The 'mercenary' thing that will take longer to expire, and which I was referring to, is the grandparents rule. The new kids coming through now aren't going to have as many gp born overseas, so the amount of players that can leave with a prospect of International rugby offer are going to drop dramatically at some point. All these kiwi fellas playing for a PI, is going to stop sadly.


The new era problem that will replace those old concerns is now French and Japanese clubs (doing the same as NRL teams have done for decades by) picking kids out of school. The problem here is not so much a national identity one, than it is a farm system where 9 in 10 players are left with nothing. A stunted education and no support in a foreign country (well they'll get kicked out of those countries were they don't in Australia).
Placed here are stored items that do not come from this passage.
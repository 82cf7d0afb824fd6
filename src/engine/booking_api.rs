use super::helpers::{
    fetch_booking, fetch_booking_for_update, has_active_booking, insert_booking, update_booking,
    vehicle_booked_near,
};
use super::Engine;

use async_trait::async_trait;
use futures::TryStreamExt;
use sqlx::{types::Json, Acquire, Executor, Row};
use uuid::Uuid;

use crate::{
    api::{BookingAPI, BookingRequest},
    auth::{Platform, User},
    entities::{AddOn, Booking},
    error::{
        conflict_active_booking_error, conflict_vehicle_unavailable_error, invalid_input_error,
        Error,
    },
};

#[async_trait]
impl BookingAPI for Engine {
    #[tracing::instrument(skip(self))]
    async fn create_booking(&self, user: User, request: BookingRequest) -> Result<Booking, Error> {
        self.authorize(user.clone(), "create_booking", Platform::default())?;

        let add_ons = request
            .details
            .add_ons
            .iter()
            .map(AddOn::from_request)
            .collect::<Result<Vec<_>, _>>()?;

        let quote = self.quote_for_request(&request.details).await?;

        let mut booking = Booking::new(
            user.id,
            request.details.service,
            request.details.vehicle,
            request.details.pickup.clone(),
            request.details.dropoff.clone(),
            request.scheduled_at,
            request.details.event.clone(),
            add_ons,
            &quote,
        );

        let mut conn = self.pool.acquire().await?;

        // cheap pre-checks before touching the payment provider
        if has_active_booking(&mut *conn, &user.id).await? {
            return Err(conflict_active_booking_error());
        }

        if vehicle_booked_near(
            &mut *conn,
            booking.vehicle.as_str(),
            &booking.scheduled_at,
            self.vehicle_conflict_window,
        )
        .await?
        {
            return Err(conflict_vehicle_unavailable_error(booking.vehicle.label()));
        }

        let session = self
            .payments
            .create_session(self.deposit_session_request(&booking))
            .await?;
        booking.attach_checkout(&session.id, &session.url);

        let mut tx = conn.begin().await?;

        // serialize creations per vehicle on the fleet row
        tx.fetch_optional(
            sqlx::query("SELECT name FROM vehicles WHERE name = $1 FOR UPDATE")
                .bind(booking.vehicle.as_str()),
        )
        .await?
        .ok_or_else(|| invalid_input_error("unknown vehicle class"))?;

        if has_active_booking(&mut *tx, &user.id).await? {
            return Err(conflict_active_booking_error());
        }

        if vehicle_booked_near(
            &mut *tx,
            booking.vehicle.as_str(),
            &booking.scheduled_at,
            self.vehicle_conflict_window,
        )
        .await?
        {
            return Err(conflict_vehicle_unavailable_error(booking.vehicle.label()));
        }

        insert_booking(&mut tx, &booking).await?;
        tx.commit().await?;

        tracing::info!(booking_id = %booking.id, "booking created");

        Ok(booking)
    }

    #[tracing::instrument(skip(self))]
    async fn find_booking(&self, user: User, id: Uuid) -> Result<Booking, Error> {
        let mut conn = self.pool.acquire().await?;
        let booking = fetch_booking(&mut *conn, &id).await?;

        self.authorize(user.clone(), "read", booking.clone())?;

        Ok(booking)
    }

    #[tracing::instrument(skip(self))]
    async fn active_booking(&self, user: User) -> Result<Option<Booking>, Error> {
        self.authorize(user.clone(), "read_own_bookings", Platform::default())?;

        let mut conn = self.pool.acquire().await?;

        let row = conn
            .fetch_optional(
                sqlx::query(
                    "SELECT data FROM bookings
                     WHERE customer_id = $1
                     AND status IN ('Pending', 'Approved', 'AwaitingFinalPayment')
                     ORDER BY created_at DESC
                     LIMIT 1",
                )
                .bind(&user.id),
            )
            .await?;

        match row {
            Some(row) => {
                let Json(booking): Json<Booking> = row.try_get("data")?;
                Ok(Some(booking))
            }
            None => Ok(None),
        }
    }

    #[tracing::instrument(skip(self))]
    async fn booking_history(&self, user: User) -> Result<Vec<Booking>, Error> {
        self.authorize(user.clone(), "read_own_bookings", Platform::default())?;

        let mut conn = self.pool.acquire().await?;

        let rows = conn
            .fetch_all(
                sqlx::query(
                    "SELECT data FROM bookings
                     WHERE customer_id = $1
                     AND status IN ('Completed', 'Cancelled')
                     ORDER BY created_at DESC",
                )
                .bind(&user.id),
            )
            .await?;

        let mut bookings = Vec::with_capacity(rows.len());
        for row in rows {
            let Json(booking): Json<Booking> = row.try_get("data")?;
            bookings.push(booking);
        }

        Ok(bookings)
    }

    #[tracing::instrument(skip(self))]
    async fn list_bookings(&self, user: User) -> Result<Vec<Booking>, Error> {
        self.authorize(user.clone(), "list_bookings", Platform::default())?;

        let mut conn = self.pool.acquire().await?;

        let mut rows =
            conn.fetch(sqlx::query("SELECT data FROM bookings ORDER BY created_at DESC"));

        let mut bookings = Vec::new();
        while let Some(row) = rows.try_next().await? {
            let Json(booking): Json<Booking> = row.try_get("data")?;
            bookings.push(booking);
        }

        Ok(bookings)
    }

    #[tracing::instrument(skip(self))]
    async fn cancel_booking(&self, user: User, id: Uuid) -> Result<Booking, Error> {
        let mut conn = self.pool.acquire().await?;
        let mut tx = conn.begin().await?;

        let mut booking = fetch_booking_for_update(&mut tx, &id).await?;

        self.authorize(user.clone(), "cancel", booking.clone())?;

        let prior = booking.status.name();
        booking.cancel()?;
        update_booking(&mut tx, &booking, &prior).await?;

        tx.commit().await?;

        tracing::info!(booking_id = %booking.id, "booking cancelled");

        Ok(booking)
    }
}
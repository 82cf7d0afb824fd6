use super::Engine;

use async_trait::async_trait;

use crate::{
    api::{QuoteAPI, QuoteRequest},
    auth::{Platform, User},
    distance::{estimate_road_distance, DistanceResult},
    entities::{Coordinates, Quote, ServiceType},
    error::{invalid_input_error, unpriceable_route_error, Error, INVALID_DISTANCE},
    pricing::{
        airport_corridor_price, distance_based_price, hourly_event_price, wedding_shuttle_price,
        CEREMONY_SERVICE, ENGAGEMENT_SERVICE,
    },
};

#[async_trait]
impl QuoteAPI for Engine {
    #[tracing::instrument(skip(self))]
    async fn estimate_price(&self, user: User, request: QuoteRequest) -> Result<Quote, Error> {
        self.authorize(user, "estimate_price", Platform::default())?;

        self.quote_for_request(&request).await
    }

    #[tracing::instrument(skip(self))]
    async fn estimate_distance(
        &self,
        user: User,
        origin: Coordinates,
        destination: Coordinates,
    ) -> Result<DistanceResult, Error> {
        self.authorize(user, "estimate_price", Platform::default())?;

        if !origin.is_valid() || !destination.is_valid() {
            return Err(invalid_input_error("coordinates are out of range"));
        }

        Ok(estimate_road_distance(&origin, &destination))
    }
}

impl Engine {
    /// Prices a request without touching any booking state. Shared by the
    /// public estimate endpoint and booking creation.
    pub(super) async fn quote_for_request(&self, request: &QuoteRequest) -> Result<Quote, Error> {
        let deposit_rate = self.deposits.rate_for(request.service);

        match request.service {
            ServiceType::AirportTransfer => {
                self.quote_airport_transfer(request, deposit_rate).await
            }
            ServiceType::WeddingShuttle => {
                let additional_hours = request
                    .event
                    .as_ref()
                    .map_or(0, |event| event.additional_hours);
                let pricing =
                    wedding_shuttle_price(request.vehicle, additional_hours, &request.add_ons);

                Ok(Quote::hourly(
                    request.service,
                    pricing.subtotal,
                    pricing.gst,
                    pricing.total,
                    deposit_rate,
                ))
            }
            ServiceType::Engagement => {
                let hours = request.event.as_ref().map_or(0, |event| event.hours);
                let pricing = hourly_event_price(&ENGAGEMENT_SERVICE, request.vehicle, hours);

                Ok(Quote::hourly(
                    request.service,
                    pricing.subtotal,
                    pricing.gst,
                    pricing.total,
                    deposit_rate,
                ))
            }
            ServiceType::Ceremony => {
                let hours = request.event.as_ref().map_or(0, |event| event.hours);
                let pricing = hourly_event_price(&CEREMONY_SERVICE, request.vehicle, hours);

                Ok(Quote::hourly(
                    request.service,
                    pricing.subtotal,
                    pricing.gst,
                    pricing.total,
                    deposit_rate,
                ))
            }
        }
    }

    /// Airport transfers price off the measured driving distance when both
    /// pins are present, falling back to the corridor table when the
    /// measurement fails. A trip past the service ceiling never falls back.
    async fn quote_airport_transfer(
        &self,
        request: &QuoteRequest,
        deposit_rate: f64,
    ) -> Result<Quote, Error> {
        if let (Some(origin), Some(destination)) =
            (request.pickup.coordinates, request.dropoff.coordinates)
        {
            if !origin.is_valid() || !destination.is_valid() {
                return Err(invalid_input_error("coordinates are out of range"));
            }

            match self.resolver.resolve(&origin, &destination).await {
                Ok(distance) => {
                    let pricing = distance_based_price(
                        distance.distance_km,
                        request.vehicle,
                        self.max_distance_km,
                    )?;

                    return Ok(Quote::distance_based(
                        request.service,
                        distance.distance_km,
                        pricing.tier_breakdown,
                        pricing.total,
                        deposit_rate,
                    ));
                }
                Err(err) if err.code == INVALID_DISTANCE => return Err(err),
                Err(err) => {
                    tracing::warn!(
                        code = err.code,
                        message = %err.message,
                        "distance resolution failed, falling back to the corridor table"
                    );
                }
            }
        }

        let corridor = self
            .classifier
            .resolve(&request.pickup.address, &request.dropoff.address)
            .ok_or_else(unpriceable_route_error)?;

        Ok(Quote::route_based(
            request.service,
            corridor,
            airport_corridor_price(corridor, request.vehicle),
            deposit_rate,
        ))
    }
}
It's the same sort of situation were NZ would be the big guy, but there weren't many downsides with it. The only one I can think was brought up but a poster on this site, I can't recall who it was, but he seemed to know a lot of kids coming from the Islands weren't really given the capability to fly back home during school xms holidays etc. That is probably something that should be fixed by the union. Otherwise getting someone like Fakatava over here for his last year of school definitely results in NZ being able to pick the cherries off the top but it also allows that player to develop and be able to represent Tonga and under age and possibly even later in his career. Where as a kid being taken from NZ is arguably going to be worse off in every respect other than perhaps money. Not going to develop as a person, not going to develop as a player as much, so I have a lotof sympathy for NZs case that I don't include them in that group but I certainly see where you're coming from and it encourages other countries to think they can do the same while not realising they're making a much worse experience/situation.